Вслух же он сказал, что во Владимир — это хорошо, да вот нужны подводы…

— Подводы?! — с удивлением переспросил Ростопчин.

— Хотя бы сто пятьдесят подвод. А ежели вашему сиятельству будет возможно, хорошо бы…

Удивление на лице Ростопчина сменилось гневом.

— Шутишь, братец! Да откуда же их взять? — И, окончательно распалясь, закричал: — А почему прежде не вывозил своих актеров? С коих пор по моему приказу все заставы были открыты, выезжай куда угодно… Почему медлил, спрашиваю? Почему такая беспечность в делах? А?

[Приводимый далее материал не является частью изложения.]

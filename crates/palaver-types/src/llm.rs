//! LLM request/response types for Palaver.
//!
//! These types model the provider-agnostic data shapes exchanged with the
//! upstream chat-completion services, plus the closed set of provider kinds
//! a model id can route to.

use serde::{Deserialize, Serialize};
use std::fmt;
use std::str::FromStr;

/// Generation cap applied to every upstream call.
pub const MAX_OUTPUT_TOKENS: u32 = 8192;

/// Role of a message in an LLM conversation.
#[derive(Debug, Clone, Copy, PartialEq, Eq, Serialize, Deserialize)]
#[serde(rename_all = "lowercase")]
pub enum MessageRole {
    System,
    User,
    Assistant,
}

impl fmt::Display for MessageRole {
    fn fmt(&self, f: &mut fmt::Formatter<'_>) -> fmt::Result {
        match self {
            MessageRole::System => write!(f, "system"),
            MessageRole::User => write!(f, "user"),
            MessageRole::Assistant => write!(f, "assistant"),
        }
    }
}

impl FromStr for MessageRole {
    type Err = String;

    fn from_str(s: &str) -> Result<Self, Self::Err> {
        match s.to_lowercase().as_str() {
            "system" => Ok(MessageRole::System),
            "user" => Ok(MessageRole::User),
            "assistant" => Ok(MessageRole::Assistant),
            other => Err(format!("invalid message role: '{other}'")),
        }
    }
}

/// A single message in an LLM conversation.
#[derive(Debug, Clone, PartialEq, Serialize, Deserialize)]
pub struct Message {
    pub role: MessageRole,
    pub content: String,
}

/// Request to an LLM provider for a completion.
#[derive(Debug, Clone, Serialize, Deserialize)]
pub struct CompletionRequest {
    pub model: String,
    pub messages: Vec<Message>,
    pub max_tokens: u32,
}

/// Normalized reply from either provider.
#[derive(Debug, Clone, PartialEq, Serialize, Deserialize)]
pub struct CompletionResponse {
    pub content: String,
    /// Model identifier reported by the provider; may differ from the request.
    pub model: String,
    pub usage: Option<Usage>,
}

/// Token usage counters. Missing upstream counters default to zero.
#[derive(Debug, Clone, Copy, Default, PartialEq, Eq, Serialize, Deserialize)]
#[serde(rename_all = "camelCase")]
pub struct Usage {
    pub prompt_tokens: u32,
    pub completion_tokens: u32,
    pub total_tokens: u32,
}

/// Upstream API family a model id routes to.
#[derive(Debug, Clone, Copy, PartialEq, Eq, Hash, Serialize, Deserialize)]
#[serde(rename_all = "lowercase")]
pub enum ProviderKind {
    #[serde(rename = "openai")]
    OpenAi,
    DeepSeek,
}

impl ProviderKind {
    /// Resolve the provider for a model id by prefix.
    ///
    /// `gpt-` and `o1-` route to OpenAI, `deepseek-` to DeepSeek. The test is
    /// purely lexical: ids absent from the model catalog still route.
    pub fn from_model_id(model_id: &str) -> Option<Self> {
        if model_id.starts_with("gpt-") || model_id.starts_with("o1-") {
            Some(ProviderKind::OpenAi)
        } else if model_id.starts_with("deepseek-") {
            Some(ProviderKind::DeepSeek)
        } else {
            None
        }
    }

    /// Environment variable holding this provider's bearer credential.
    pub fn api_key_env_var(&self) -> &'static str {
        match self {
            ProviderKind::OpenAi => "OPENAI_API_KEY",
            ProviderKind::DeepSeek => "DEEPSEEK_API_KEY",
        }
    }
}

impl fmt::Display for ProviderKind {
    fn fmt(&self, f: &mut fmt::Formatter<'_>) -> fmt::Result {
        match self {
            ProviderKind::OpenAi => write!(f, "OpenAI"),
            ProviderKind::DeepSeek => write!(f, "DeepSeek"),
        }
    }
}

/// Errors from LLM provider operations.
#[derive(Debug, thiserror::Error)]
pub enum LlmError {
    #[error("Unknown model: {0}")]
    UnknownModel(String),

    #[error("{provider} Error: missing API key ({env_var} is not set)")]
    MissingApiKey {
        provider: ProviderKind,
        env_var: &'static str,
    },

    /// Network failure, non-success status, or malformed payload.
    #[error("{provider} Error: {message}")]
    Provider {
        provider: ProviderKind,
        message: String,
    },
}

#[cfg(test)]
mod tests {
    use super::*;

    #[test]
    fn test_prefix_routing() {
        assert_eq!(ProviderKind::from_model_id("gpt-4o"), Some(ProviderKind::OpenAi));
        assert_eq!(ProviderKind::from_model_id("gpt-5"), Some(ProviderKind::OpenAi));
        assert_eq!(ProviderKind::from_model_id("o1-mini"), Some(ProviderKind::OpenAi));
        assert_eq!(
            ProviderKind::from_model_id("deepseek-chat"),
            Some(ProviderKind::DeepSeek)
        );
        assert_eq!(
            ProviderKind::from_model_id("deepseek-reasoner"),
            Some(ProviderKind::DeepSeek)
        );
        assert_eq!(ProviderKind::from_model_id("llama-3"), None);
        // Prefix match is case-sensitive and requires the dash.
        assert_eq!(ProviderKind::from_model_id("GPT-4o"), None);
        assert_eq!(ProviderKind::from_model_id("o1"), None);
        assert_eq!(ProviderKind::from_model_id("deepseek"), None);
    }

    #[test]
    fn test_provider_kind_serde() {
        assert_eq!(serde_json::to_string(&ProviderKind::OpenAi).unwrap(), "\"openai\"");
        assert_eq!(
            serde_json::to_string(&ProviderKind::DeepSeek).unwrap(),
            "\"deepseek\""
        );
    }

    #[test]
    fn test_provider_error_display() {
        let err = LlmError::Provider {
            provider: ProviderKind::DeepSeek,
            message: "Insufficient Balance".to_string(),
        };
        assert_eq!(err.to_string(), "DeepSeek Error: Insufficient Balance");

        let err = LlmError::UnknownModel("llama-3".to_string());
        assert_eq!(err.to_string(), "Unknown model: llama-3");
    }

    #[test]
    fn test_usage_serializes_camel_case() {
        let usage = Usage {
            prompt_tokens: 1,
            completion_tokens: 1,
            total_tokens: 2,
        };
        let json = serde_json::to_value(usage).unwrap();
        assert_eq!(json["promptTokens"], 1);
        assert_eq!(json["totalTokens"], 2);
    }

    #[test]
    fn test_message_role_roundtrip() {
        for role in [MessageRole::System, MessageRole::User, MessageRole::Assistant] {
            let parsed: MessageRole = role.to_string().parse().unwrap();
            assert_eq!(role, parsed);
        }
    }
}
//! DeepSeek provider implementation.
//!
//! DeepSeek speaks an OpenAI-style chat completions protocol but is reached
//! with a plain [`reqwest`] client so the request body (fixed temperature,
//! `max_tokens`) and error decoding stay under our control.

pub mod client;
pub mod types;

pub use client::DeepSeekProvider;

Майков мог бы сказать, что не его в том вина, что не он медлил, а начальство не спешило; что сам главнокомандующий для поддержания бодрого духа у москвичей требовал каждодневных спектаклей; что актеры подчас играли при пустом зале; что… Да мало ли что можно было сказать в свое оправдание. Но он молчал. Понимал: каждое его слово только ухудшит дело, как бы и вовсе не уйти без подвод.

В конце концов Ростопчин приказал выделить для театра девятнадцать подвод.

— Только девятнадцать?

— И ни одной более! — отрезал Ростопчин.

Когда Майков вышел из кабинета главнокомандующего, в ответ на вопрошающие взгляды находившихся в приемной он так же, как давеча смотритель воспитательного дома, лишь безнадежно махнул рукой: мол, хуже быть не может и не до разговоров!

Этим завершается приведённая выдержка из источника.